• Objetivo de la subasta electrónica. Acabar con los subasteros, especialmente en las subastas judiciales de pisos.
  • Los registros de nacimiento y defunción también se digitalizan: controlados desde la primera cuna.
  • Nuevas normas de tráfico: más sanciones… por nuestra seguridad.
  • Soria habla mucho y no explica nada sobre el Castor: ¿Quién va a pagar las copas

Gran Consejo de Ministros el del 4 de octubre. La vicepresidenta, Soraya Sáenz de Santamaría saltó al ruedo acompañada del ministro del Interior, Jorge Fernández, y del titular de Industria, José Manuel Soria. (Los tres en la imagen).

Cada uno de los subordinados tenía que vender: Fernández la décimo octava remodelación de tráfico, mientras Soria el desastre del almacenamiento de gas Castor, con su correspondientes seísmos.

Pero Soraya siempre se reserva algo. Por ejemplo, su nueva medida (recuerden, 218 en total) sobre reforma de la Administración pública, su tema favorito, que ella vende como el gran cambio -en efecto, debería serlo- y algunos, sobre todo los empresarios, piensan que se está quedando en nada.

Y no son malas las nuevas medidas: por una parte, la subasta electrónica, un portal único para subastas judiciales. En 2012 los juzgados de primera instancia celebraron más 72.000 subastas, tanto de bienes muebles como inmuebles.

En definitiva, se trata de acabar con los subasteros por la vía digital a través de un único portal para todo tipo de subastas. Tiene riesgos pero la idea es buena. Los ciudadanos se dan de alta y ya pueden participar.

Luego viene otra idea no tan buena: la inscripción telemática de nacimientos y decesos. Con la excusa de evitar el robo de bebés, se digitaliza el registro pero, al mismo tiempo, se multiplican los datos para que no haya cambios de bebés. Es decir, que vamos a estar registrados desde el seno materno, y quien controlará los datos, naturalmente, es el Estado. Los españoles, cada vez somos más trasparentes y tenemos menos privacidad. Pero lo hacen por nuestro bien. 

Por cierto, con esto nos hemos enterado de que los nacimientos en España caen en picado: 450.000 nacimientos en España el pasado año.

La vicepresidenta tiene un lobby bien amaestrado a los que siempre asigna la palabra mientras se la niega a los demás. Por ejemplo a Hispanidad. Eso sí, es lo suficientemente lista como para no ceñirse nunca a los mismos y para dar una impresión de pluralismo en las preguntas.

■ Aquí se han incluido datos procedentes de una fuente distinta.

// © 2025 <_@habnab.it>
//
// SPDX-License-Identifier: EUPL-1.2

//! Turns `--name=filepath` options into a one-line JSON object of the files'
//! contents, consuming the files as it goes.

pub mod artifact;
pub mod emit;
pub mod escape;
pub mod options;

use std::ffi::OsString;

use anyhow::{Context as _, Result};
use log::debug;

pub use artifact::FileAccessError;
pub use options::{InvalidArgumentError, OptionSet};

/// Parses `args`, consumes every named file and returns the rendered JSON.
///
/// Nothing is returned until every file has been read, so a failure leaves
/// no partial output. Files handled before the failing one are already gone.
pub fn run<I, A>(args: I) -> Result<String>
where
    I: IntoIterator<Item = A>,
    A: Into<OsString>,
{
    let options = options::parse_args(args)?;
    debug!("{} option(s)", options.len());
    let mut entries = Vec::with_capacity(options.len());
    for (name, path) in options.iter() {
        let contents = artifact::consume(path)
            .with_context(|| format!("while loading option --{name}"))?;
        entries.push((name, escape::escape_contents(&contents)));
    }
    Ok(emit::render(
        entries.iter().map(|(name, escaped)| (*name, escaped.as_str())),
    ))
}
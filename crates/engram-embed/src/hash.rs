//! Deterministic feature-hashing embedder.
//!
//! A last-resort provider that needs no model files or network: tokens are
//! feature-hashed into signed buckets and L2-normalized. Texts sharing
//! vocabulary land near each other in cosine space, which is enough for
//! offline development and for exercising store/search plumbing in tests.
//! Not a substitute for a real bi-encoder.

use std::sync::atomic::{AtomicBool, Ordering};

use crate::error::EmbedError;
use crate::service::{Embedder, l2_normalize, zero_vector};

const FNV_OFFSET: u64 = 0xcbf2_9ce4_8422_2325;
const FNV_PRIME: u64 = 0x0000_0100_0000_01b3;

fn fnv1a(token: &str) -> u64 {
    let mut hash = FNV_OFFSET;
    for byte in token.as_bytes() {
        hash ^= u64::from(*byte);
        hash = hash.wrapping_mul(FNV_PRIME);
    }
    hash
}

/// Feature-hashing embedding provider.
pub struct HashEmbedder {
    dimensions: usize,
    version: String,
    closed: AtomicBool,
}

impl HashEmbedder {
    #[must_use]
    pub fn new(dimensions: usize) -> Self {
        Self {
            dimensions,
            version: "hash-v1".to_string(),
            closed: AtomicBool::new(false),
        }
    }

    fn embed_one(&self, text: &str) -> Vec<f32> {
        let mut vector = zero_vector(self.dimensions);
        for token in text
            .to_lowercase()
            .split(|c: char| !c.is_alphanumeric())
            .filter(|t| !t.is_empty())
        {
            let hash = fnv1a(token);
            #[allow(clippy::cast_possible_truncation)]
            let bucket = (hash % self.dimensions as u64) as usize;
            // One hash bit picks the sign so unrelated tokens cancel
            // rather than accumulate.
            let sign = if hash & (1 << 63) == 0 { 1.0 } else { -1.0 };
            vector[bucket] += sign;
        }
        l2_normalize(&mut vector);
        vector
    }
}

impl Embedder for HashEmbedder {
    fn name(&self) -> &str {
        "token-hash"
    }

    fn version(&self) -> &str {
        &self.version
    }

    fn dimensions(&self) -> usize {
        self.dimensions
    }

    fn embed(&self, text: &str) -> Result<Vec<f32>, EmbedError> {
        if self.closed.load(Ordering::SeqCst) {
            return Err(EmbedError::Shutdown);
        }
        if text.trim().is_empty() {
            return Ok(zero_vector(self.dimensions));
        }
        Ok(self.embed_one(text))
    }

    fn embed_batch(&self, texts: &[String]) -> Result<Vec<Vec<f32>>, EmbedError> {
        if self.closed.load(Ordering::SeqCst) {
            return Err(EmbedError::Shutdown);
        }
        Ok(texts
            .iter()
            .map(|t| {
                if t.trim().is_empty() {
                    zero_vector(self.dimensions)
                } else {
                    self.embed_one(t)
                }
            })
            .collect())
    }

    fn close(&self) {
        self.closed.store(true, Ordering::SeqCst);
    }
}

Sobre todo en las políticas, casi siempre tan inconcretas que doña Soraya se escapa en las repuestas con una espléndida sonrisa.

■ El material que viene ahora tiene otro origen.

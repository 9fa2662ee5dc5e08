//! # engram-core
//!
//! Core types shared across all Engram crates:
//! - Document / metadata / query-result types for the vector store
//! - Observation and session-summary provenance entities
//! - Doc-id template constructors (the canonical id shapes external callers
//!   rely on)
//! - Enums with `snake_case` serialization and SQL string forms
//! - Cross-cutting error types
//! - SDK tag extraction for assistant-produced observation blocks

pub mod document;
pub mod enums;
pub mod errors;
pub mod ids;
pub mod observation;
pub mod pattern;
pub mod sdk;

pub use document::{DocMetadata, Document, ModelMetadata, QueryResult, StaleVector, VectorRow};
pub use enums::{Concept, DocType, ObservationType, PatternField, Scope, SummaryField};
pub use errors::CoreError;
pub use observation::{Observation, ObservationDraft, SummaryDraft};
pub use pattern::Pattern;
//! `engram import` — bulk document import from a JSON file.

use std::time::Duration;

use engram_config::EngramConfig;
use engram_core::Document;
use engram_store::BulkImporter;

use crate::cli::ImportArgs;
use crate::context::EngineContext;

pub fn handle(
    ctx: &EngineContext,
    config: &EngramConfig,
    args: &ImportArgs,
    json: bool,
) -> anyhow::Result<()> {
    let raw = std::fs::read_to_string(&args.file)?;
    let docs: Vec<Document> = serde_json::from_str(&raw)?;

    let importer = BulkImporter::new(
        &ctx.store,
        Duration::from_secs(config.store.bulk_cooldown_secs),
    );
    let outcome = importer.import(&docs)?;

    if json {
        println!("{}", serde_json::to_string_pretty(&outcome)?);
    } else {
        println!(
            "imported {} / {} (skipped {} duplicates, {} failed)",
            outcome.imported,
            docs.len(),
            outcome.skipped_duplicates,
            outcome.failed
        );
        for error in &outcome.errors {
            eprintln!("  {}: {}", error.doc_id, error.error);
        }
    }
    Ok(())
}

Por ejemplo, tres preguntas sobre Cataluña, una especialmente concreta (se ve que se le escapó): ¿El Gobierno acepta estudiar una tercera vía de entendimiento Madrid-Barcelona dentro de la Constitución para cambiar el estatus económico de Cataluña Pues bien, Soraya se olvida del "dentro" y vuelve a recordar -¡cuánta paciencia, Señor!- que no se puede cambiar el estatus económico de Cataluña sin cambiar la Constitución y que para eso no hay consenso. Mentira, sí se puede.

El ministro Jorge Fernández nos habla del nuevo reglamento de Tráfico. Otra vuelta de tuerca. Si corres a 150 kilómetros por hora te quitamos puntos aunque cuando la velocidad máxima pase de 120 a 130. Si conduces drogado te analizaremos y, sancionaremos y fusilaremos (esto último no). Parece lógico sí, pero se amplía el concepto de droga. El alcohol es una droga, y esperan a que en breve no lo sea el tabaco.

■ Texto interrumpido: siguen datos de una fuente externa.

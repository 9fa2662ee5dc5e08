//! # engram-config
//!
//! Layered configuration loading for Engram using figment.
//!
//! Configuration sources (in priority order):
//! 1. Environment variables (`ENGRAM_*`, `__`-separated nesting)
//! 2. Project-level `.engram/config.toml`
//! 3. User-level `~/.config/engram/config.toml`
//! 4. Built-in defaults

pub mod cache;
pub mod embedding;
pub mod error;
pub mod expansion;
pub mod general;
pub mod openai;
pub mod rerank;
pub mod scoring;
pub mod session;
pub mod store;

use std::path::{Path, PathBuf};

use figment::Figment;
use figment::providers::{Env, Format, Serialized, Toml};
use serde::{Deserialize, Serialize};

pub use cache::CacheConfig;
pub use embedding::EmbeddingConfig;
pub use error::ConfigError;
pub use expansion::{ExpansionConfig, VocabTermSpec};
pub use general::GeneralConfig;
pub use openai::OpenAiConfig;
pub use rerank::RerankConfig;
pub use scoring::ScoringConfig;
pub use session::SessionConfig;
pub use store::StoreConfig;

/// Root configuration for the whole workspace.
#[derive(Debug, Clone, Default, Deserialize, Serialize)]
pub struct EngramConfig {
    #[serde(default)]
    pub general: GeneralConfig,
    #[serde(default)]
    pub embedding: EmbeddingConfig,
    #[serde(default)]
    pub openai: OpenAiConfig,
    #[serde(default)]
    pub store: StoreConfig,
    #[serde(default)]
    pub cache: CacheConfig,
    #[serde(default)]
    pub expansion: ExpansionConfig,
    #[serde(default)]
    pub rerank: RerankConfig,
    #[serde(default)]
    pub scoring: ScoringConfig,
    #[serde(default)]
    pub session: SessionConfig,
}

/// User-level config file path (`~/.config/engram/config.toml`).
#[must_use]
pub fn user_config_path() -> PathBuf {
    dirs::config_dir()
        .unwrap_or_else(|| PathBuf::from("."))
        .join("engram")
        .join("config.toml")
}

/// Load configuration for a project rooted at `project_root`.
///
/// # Errors
///
/// Returns [`ConfigError::Figment`] when a source fails to parse or the
/// merged figure cannot be extracted.
pub fn load_from(project_root: &Path) -> Result<EngramConfig, ConfigError> {
    let config = Figment::from(Serialized::defaults(EngramConfig::default()))
        .merge(Toml::file(user_config_path()))
        .merge(Toml::file(project_root.join(".engram").join("config.toml")))
        .merge(Env::prefixed("ENGRAM_").split("__"))
        .extract()?;
    Ok(config)
}

/// Load configuration from the current working directory.
///
/// # Errors
///
/// Same as [`load_from`].
pub fn load() -> Result<EngramConfig, ConfigError> {
    let cwd = std::env::current_dir().unwrap_or_else(|_| PathBuf::from("."));
    load_from(&cwd)
}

Por cierto, el cuadro sancionador se establece antes de la normativa de la ampliación de 120 kilómetros a 130 como velocidad máxima, y eso que sólo se permitirá en algunos tramos.

En definitiva, por nuestra seguridad nos fríen a multas.

También intervino en la rueda de prensa, el inefable ministro Soria. Sobre el almacén de gas Castor, claro. No se cómo hace este hombre para no mojarse ni en la ducha.

A ver: nos hemos enterado de que el procedimiento es "reglado", pero nada más. Nos hemos quedado sin saber si ACS tiene responsabilidades en el desaguisado, sin saber quién va a pagar las copas en el caso de que todo lo invertido en el Castor no sirva para nada.

Nos hemos quedado sin saber ni el causante ni el culpable ni las soluciones posibles y ni tan siquiera sabemos el peligro real porque los "expertos" no concluyen en una dirección inequívoca. Eso sí, sabemos que el procedimiento estaba "reglado". ¡Ozú!